> [TASK DETAILS]: Where a line in the listing contains the string "FROM", copy that line out.

[RECORDS TO PROCESS Boundary: Start]

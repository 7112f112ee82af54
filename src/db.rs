//! SQLite-backed material catalog store
//!
//! The solver only ever sees a full in-memory snapshot; every read is a
//! full-table read and every edit rewrites the affected material's rows.

use anyhow::Result;
use rusqlite::Connection;

use crate::models::{BonusOutput, Catalog, Material, RecipeItem, Yield, YieldOutcome};

/// Initialize the database schema
pub fn init_schema(conn: &Connection) -> Result<()> {
    conn.execute_batch(
        r#"
        -- Material definitions; fixed_yield is NULL when the material has a
        -- probabilistic outcome list instead of a fixed quantity
        CREATE TABLE IF NOT EXISTS materials (
            id TEXT PRIMARY KEY,
            price REAL NOT NULL,
            focus_cost REAL NOT NULL DEFAULT 0,
            fixed_yield REAL
        );

        -- Ordered recipe ingredients
        CREATE TABLE IF NOT EXISTS recipe_items (
            material_id TEXT,
            ingredient_id TEXT,
            quantity REAL NOT NULL,
            position INTEGER NOT NULL,
            PRIMARY KEY (material_id, position)
        );

        -- Probabilistic yield outcomes
        CREATE TABLE IF NOT EXISTS yield_outcomes (
            material_id TEXT,
            chance REAL NOT NULL,
            quantity REAL NOT NULL,
            position INTEGER NOT NULL,
            PRIMARY KEY (material_id, position)
        );

        -- Probabilistic bonus outputs
        CREATE TABLE IF NOT EXISTS bonus_outputs (
            material_id TEXT,
            output_id TEXT,
            price REAL NOT NULL,
            chance REAL NOT NULL,
            position INTEGER NOT NULL,
            PRIMARY KEY (material_id, position)
        );
        "#,
    )?;
    Ok(())
}

/// Insert or replace a material, rewriting its child rows
pub fn upsert_material(conn: &Connection, material: &Material) -> Result<()> {
    let fixed_yield = match &material.yield_spec {
        Yield::Fixed(quantity) => Some(*quantity),
        Yield::Outcomes(_) => None,
    };
    conn.execute(
        "INSERT OR REPLACE INTO materials (id, price, focus_cost, fixed_yield)
         VALUES (?1, ?2, ?3, ?4)",
        (&material.id, material.price, material.focus_cost, fixed_yield),
    )?;

    delete_child_rows(conn, &material.id)?;

    for (position, item) in material.recipe.iter().enumerate() {
        conn.execute(
            "INSERT INTO recipe_items (material_id, ingredient_id, quantity, position)
             VALUES (?1, ?2, ?3, ?4)",
            (&material.id, &item.material_id, item.quantity, position as i64),
        )?;
    }

    if let Yield::Outcomes(outcomes) = &material.yield_spec {
        for (position, outcome) in outcomes.iter().enumerate() {
            conn.execute(
                "INSERT INTO yield_outcomes (material_id, chance, quantity, position)
                 VALUES (?1, ?2, ?3, ?4)",
                (&material.id, outcome.chance, outcome.quantity, position as i64),
            )?;
        }
    }

    for (position, bonus) in material.extra.iter().enumerate() {
        conn.execute(
            "INSERT INTO bonus_outputs (material_id, output_id, price, chance, position)
             VALUES (?1, ?2, ?3, ?4, ?5)",
            (
                &material.id,
                &bonus.output_id,
                bonus.price,
                bonus.chance,
                position as i64,
            ),
        )?;
    }

    Ok(())
}

fn delete_child_rows(conn: &Connection, material_id: &str) -> Result<()> {
    conn.execute("DELETE FROM recipe_items WHERE material_id = ?1", [material_id])?;
    conn.execute("DELETE FROM yield_outcomes WHERE material_id = ?1", [material_id])?;
    conn.execute("DELETE FROM bonus_outputs WHERE material_id = ?1", [material_id])?;
    Ok(())
}

/// Remove a material; returns whether it existed
pub fn delete_material(conn: &Connection, material_id: &str) -> Result<bool> {
    delete_child_rows(conn, material_id)?;
    let deleted = conn.execute("DELETE FROM materials WHERE id = ?1", [material_id])?;
    Ok(deleted > 0)
}

/// Update a material's market price; returns whether it existed
pub fn set_price(conn: &Connection, material_id: &str, price: f64) -> Result<bool> {
    let updated = conn.execute(
        "UPDATE materials SET price = ?1 WHERE id = ?2",
        (price, material_id),
    )?;
    Ok(updated > 0)
}

/// Fetch a single material by id
pub fn get_material(conn: &Connection, material_id: &str) -> Result<Option<Material>> {
    Ok(load_catalog(conn)?.remove(material_id))
}

/// Read the whole catalog into memory
pub fn load_catalog(conn: &Connection) -> Result<Catalog> {
    let mut catalog = Catalog::new();

    let mut stmt = conn.prepare("SELECT id, price, focus_cost, fixed_yield FROM materials")?;
    let rows = stmt.query_map([], |row| {
        Ok((
            row.get::<_, String>(0)?,
            row.get::<_, f64>(1)?,
            row.get::<_, f64>(2)?,
            row.get::<_, Option<f64>>(3)?,
        ))
    })?;
    for row in rows {
        let (id, price, focus_cost, fixed_yield) = row?;
        catalog.insert(
            id.clone(),
            Material {
                id,
                price,
                focus_cost,
                recipe: Vec::new(),
                yield_spec: Yield::Fixed(fixed_yield.unwrap_or(1.0)),
                extra: Vec::new(),
            },
        );
    }

    let mut stmt = conn.prepare(
        "SELECT material_id, ingredient_id, quantity
         FROM recipe_items ORDER BY material_id, position",
    )?;
    let rows = stmt.query_map([], |row| {
        Ok((
            row.get::<_, String>(0)?,
            RecipeItem {
                material_id: row.get(1)?,
                quantity: row.get(2)?,
            },
        ))
    })?;
    for row in rows {
        let (material_id, item) = row?;
        if let Some(material) = catalog.get_mut(&material_id) {
            material.recipe.push(item);
        }
    }

    let mut stmt = conn.prepare(
        "SELECT material_id, chance, quantity
         FROM yield_outcomes ORDER BY material_id, position",
    )?;
    let rows = stmt.query_map([], |row| {
        Ok((
            row.get::<_, String>(0)?,
            YieldOutcome {
                chance: row.get(1)?,
                quantity: row.get(2)?,
            },
        ))
    })?;
    for row in rows {
        let (material_id, outcome) = row?;
        if let Some(material) = catalog.get_mut(&material_id) {
            match &mut material.yield_spec {
                Yield::Outcomes(outcomes) => outcomes.push(outcome),
                fixed => *fixed = Yield::Outcomes(vec![outcome]),
            }
        }
    }

    let mut stmt = conn.prepare(
        "SELECT material_id, output_id, price, chance
         FROM bonus_outputs ORDER BY material_id, position",
    )?;
    let rows = stmt.query_map([], |row| {
        Ok((
            row.get::<_, String>(0)?,
            BonusOutput {
                output_id: row.get(1)?,
                price: row.get(2)?,
                chance: row.get(3)?,
            },
        ))
    })?;
    for row in rows {
        let (material_id, bonus) = row?;
        if let Some(material) = catalog.get_mut(&material_id) {
            material.extra.push(bonus);
        }
    }

    Ok(catalog)
}

/// Clear every table (for re-import)
pub fn clear_all(conn: &Connection) -> Result<()> {
    conn.execute_batch(
        r#"
        DELETE FROM bonus_outputs;
        DELETE FROM yield_outcomes;
        DELETE FROM recipe_items;
        DELETE FROM materials;
        "#,
    )?;
    Ok(())
}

[RECORDS TO PROCESS Boundary: End]

> [WRITTEN ANSWER]:
    conn.execute("DELETE FROM recipe_items WHERE material_id = ?1", [material_id])?;
    conn.execute("DELETE FROM yield_outcomes WHERE material_id = ?1", [material_id])?;
    conn.execute("DELETE FROM bonus_outputs WHERE material_id = ?1", [material_id])?;
    let deleted = conn.execute("DELETE FROM materials WHERE id = ?1", [material_id])?;
    let mut stmt = conn.prepare("SELECT id, price, focus_cost, fixed_yield FROM materials")?;
         FROM recipe_items ORDER BY material_id, position",
         FROM yield_outcomes ORDER BY material_id, position",
         FROM bonus_outputs ORDER BY material_id, position",
        DELETE FROM bonus_outputs;
        DELETE FROM yield_outcomes;
        DELETE FROM recipe_items;
        DELETE FROM materials;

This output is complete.